Closed sooheelee closed 6 years ago

sooheelee commented 7 years ago

@vdauwera we should modify the M2 WDLs. @davidbenjamin this will improve your sensitivity.

Currently Mutect2 uses the MateOnSameContigOrNoMappedMateReadFilter filter that filters out any paired read whose mate maps to a different contig. This filter, if I recall correctly, used to be the hidden filter in HaplotypeCaller code that could not be turned off. It necessitated that I remove 0x1 flags in the GRCh38 tutorial (see section 6.1 of https://gatkforums.broadinstitute.org/gatk/discussion/8017/) so as to be able to call variants associated with a sample with an alternative haplotype.
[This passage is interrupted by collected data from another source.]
// Candidate trade generation.
//
// Two teams are paired only when each has a surplus at a slot where the other
// has a need. Candidates draw from the top of each team's position pool, so
// the output stays polynomial in roster size.

use std::collections::BTreeMap;

use crate::lineup::PositionPools;
use crate::needs::NeedsSurplus;
use crate::position::LineupSlot;
use crate::trade::{CandidateTrade, TradeKind};
use crate::valuation::PlayerValue;

/// Single-player offers come from a team's top three at the position.
pub const SINGLE_DEPTH: usize = 3;
/// Each player of a pair comes from the top two at its position.
pub const PAIR_DEPTH: usize = 2;

/// One side's contribution to a trade.
#[derive(Debug, Clone)]
struct Offer {
    players: Vec<PlayerValue>,
    slots: Vec<LineupSlot>,
}

/// Every single-player offer at the given slots.
fn single_offers(pools: &PositionPools, slots: &[LineupSlot]) -> Vec<Offer> {
    let mut offers = Vec::new();
    for &slot in slots {
        for player in pools.ranked(slot, 0, SINGLE_DEPTH) {
            offers.push(Offer {
                players: vec![player.clone()],
                slots: vec![slot],
            });
        }
    }
    offers
}

/// Every two-player offer over slot pairs (repeats allowed). A repeated slot
/// pairs ranks 1-2 with ranks 2-3 so the same player is never sent twice.
fn pair_offers(pools: &PositionPools, slots: &[LineupSlot]) -> Vec<Offer> {
    let mut offers = Vec::new();
    for (i, &first_slot) in slots.iter().enumerate() {
        for &second_slot in &slots[i..] {
            let firsts = pools.ranked(first_slot, 0, PAIR_DEPTH);
            let seconds = if first_slot == second_slot {
                pools.ranked(second_slot, 1, PAIR_DEPTH + 1)
            } else {
                pools.ranked(second_slot, 0, PAIR_DEPTH)
            };
            for p1 in firsts {
                for p2 in seconds {
                    if p1.id == p2.id {
                        continue;
                    }
                    offers.push(Offer {
                        players: vec![p1.clone(), p2.clone()],
                        slots: vec![first_slot, second_slot],
                    });
                }
            }
        }
    }
    offers
}

/// Slots in `surplus` (kept in surplus order) that also appear in `needs`.
fn complementary(surplus: &[LineupSlot], needs: &[LineupSlot]) -> Vec<LineupSlot> {
    surplus
        .iter()
        .copied()
        .filter(|slot| needs.contains(slot))
        .collect()
}

fn cross(
    kind: TradeKind,
    team_a: &str,
    team_b: &str,
    a_offers: &[Offer],
    b_offers: &[Offer],
    out: &mut Vec<CandidateTrade>,
) {
    for a in a_offers {
        for b in b_offers {
            out.push(CandidateTrade {
                kind,
                team_a: team_a.to_string(),
                team_b: team_b.to_string(),
                team_a_sends: a.players.clone(),
                team_b_sends: b.players.clone(),
                team_a_addresses: b.slots.clone(),
                team_b_addresses: a.slots.clone(),
            });
        }
    }
}

/// Candidates between one pair of teams. Empty unless the needs/surplus
/// match runs both ways.
pub fn pair_candidates(
    team_a: &str,
    a_profile: &NeedsSurplus,
    a_pools: &PositionPools,
    team_b: &str,
    b_profile: &NeedsSurplus,
    b_pools: &PositionPools,
    include_uneven: bool,
) -> Vec<CandidateTrade> {
    let a_to_b = complementary(&a_profile.surplus, &b_profile.needs);
    let b_to_a = complementary(&b_profile.surplus, &a_profile.needs);
    if a_to_b.is_empty() || b_to_a.is_empty() {
        return Vec::new();
    }

    let a_singles = single_offers(a_pools, &a_to_b);
    let b_singles = single_offers(b_pools, &b_to_a);
    let a_pairs = pair_offers(a_pools, &a_to_b);
    let b_pairs = pair_offers(b_pools, &b_to_a);

    let mut trades = Vec::new();
    cross(TradeKind::OneForOne, team_a, team_b, &a_singles, &b_singles, &mut trades);
    cross(TradeKind::TwoForTwo, team_a, team_b, &a_pairs, &b_pairs, &mut trades);
    if include_uneven {
        cross(TradeKind::TwoForOne, team_a, team_b, &a_pairs, &b_singles, &mut trades);
        cross(TradeKind::OneForTwo, team_a, team_b, &a_singles, &b_pairs, &mut trades);
    }
    trades
}

/// Generate candidates for every unordered pair of teams, in team order.
///
/// A team without an entry in `pools` is treated as having no players.
pub fn generate_candidates(
    profiles: &BTreeMap<String, NeedsSurplus>,
    pools: &BTreeMap<String, PositionPools>,
    include_uneven: bool,
) -> Vec<CandidateTrade> {
    let empty = PositionPools::default();
    let teams: Vec<(&String, &NeedsSurplus)> = profiles.iter().collect();
    let mut candidates = Vec::new();

    for (i, (team_a, a_profile)) in teams.iter().enumerate() {
        for (team_b, b_profile) in &teams[i + 1..] {
            let a_pools = pools.get(*team_a).unwrap_or(&empty);
            let b_pools = pools.get(*team_b).unwrap_or(&empty);
            candidates.extend(pair_candidates(
                team_a,
                a_profile,
                a_pools,
                team_b,
                b_profile,
                b_pools,
                include_uneven,
            ));
        }
    }

    candidates
}
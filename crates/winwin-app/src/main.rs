// weekly-trades entry point.
//
// Run sequence:
// 1. Parse arguments, initialize tracing (stderr)
// 2. Load config (copying defaults on first run)
// 3. Pick the value source (CSV or FantasyCalc) and the Sleeper client
// 4. Gather inputs, analyze the league, render the report
// 5. Write the report, or print a preview on --dry-run

use std::path::PathBuf;
use std::process::ExitCode;

use anyhow::Context;
use chrono::Local;
use clap::Parser;
use tracing::info;
use winwin_app::fetch::{self, CsvValues, FantasyCalcClient, SleeperClient, ValueSource};
use winwin_app::weekly;
use winwin_core::config;

#[derive(Parser, Debug)]
#[command(name = "weekly-trades")]
#[command(about = "Suggest mutually beneficial trades for every team in a Sleeper league")]
struct Args {
    /// Player values CSV (default: fetch current values from FantasyCalc)
    #[arg(long)]
    values: Option<PathBuf>,

    /// Sleeper league id (default: from config/league.toml)
    #[arg(long)]
    league: Option<String>,

    /// Report output path (default: from config/strategy.toml)
    #[arg(long)]
    out: Option<PathBuf>,

    /// Directory holding config/ and defaults/
    #[arg(long, default_value = ".")]
    config_dir: PathBuf,

    /// Debug-level logging
    #[arg(long, short)]
    verbose: bool,

    /// Print a preview instead of writing the report
    #[arg(long)]
    dry_run: bool,
}

#[tokio::main]
async fn main() -> ExitCode {
    // 1. Parse arguments, initialize tracing
    let args = Args::parse();
    if let Err(e) = init_tracing(args.verbose) {
        eprintln!("warning: {e:#}");
    }

    match run(args).await {
        Ok(()) => ExitCode::SUCCESS,
        Err(e) => {
            eprintln!("Error: {e:?}");
            ExitCode::from(1)
        }
    }
}

async fn run(args: Args) -> anyhow::Result<()> {
    // 2. Load config
    let config = config::load_config_in(&args.config_dir).context("failed to load configuration")?;
    let league_id = args.league.unwrap_or_else(|| config.league_id.clone());
    let out = args
        .out
        .unwrap_or_else(|| PathBuf::from(&config.output.default_path));
    info!(
        "config loaded: league={}, {} teams, {} target trades",
        league_id, config.policy.total_teams, config.policy.target_trades
    );

    // 3. Sources
    let http = fetch::http_client(&config.sources).context("failed to build HTTP client")?;
    let values: Box<dyn ValueSource> = match args.values {
        Some(path) => {
            info!("reading player values from {}", path.display());
            Box::new(CsvValues::new(path))
        }
        None => Box::new(FantasyCalcClient::new(http.clone(), &config.sources)),
    };
    let league = SleeperClient::new(http, &config.sources);

    // 4. Analyze and render
    let (analysis, report) = weekly::build_report(
        &config,
        &*values,
        &league,
        &league_id,
        Local::now().naive_local(),
    )
    .await?;
    info!(
        "{} trades selected ({})",
        analysis.selection.len(),
        analysis.selection.stage
    );

    // 5. Output
    if args.dry_run {
        println!("{}", weekly::preview(&report));
        println!();
        println!("Report length: {} characters", report.chars().count());
    } else {
        weekly::write_report(&out, &report)?;
        info!("wrote {} characters to {}", report.chars().count(), out.display());
    }
    Ok(())
}

/// Filter used when `RUST_LOG` is unset. Covers the library crates and this
/// binary's own target.
fn default_filter(verbose: bool) -> &'static str {
    if verbose {
        "winwin=debug,weekly_trades=debug,info"
    } else {
        "winwin=info,weekly_trades=info,warn"
    }
}

/// Log to stderr so stdout stays free for the dry-run preview.
fn init_tracing(verbose: bool) -> anyhow::Result<()> {
    use tracing_subscriber::fmt;
    use tracing_subscriber::EnvFilter;

    let subscriber = fmt::Subscriber::builder()
        .with_env_filter(
            EnvFilter::try_from_default_env()
                .unwrap_or_else(|_| EnvFilter::new(default_filter(verbose))),
        )
        .with_writer(std::io::stderr)
        .with_target(verbose)
        .finish();

    tracing::subscriber::set_global_default(subscriber)
        .context("failed to set tracing subscriber")?;

    Ok(())
}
This filter is now exposed so that users can disable it. In addition to disabling this filter for ALT-aware data, I recommend we turn it off by default for somatic analyses, for any reference. This allows us (i) to call on ALT-aware mappings if data is such and (ii) call on SNPs and indels generated by putative structural variants that go across contigs.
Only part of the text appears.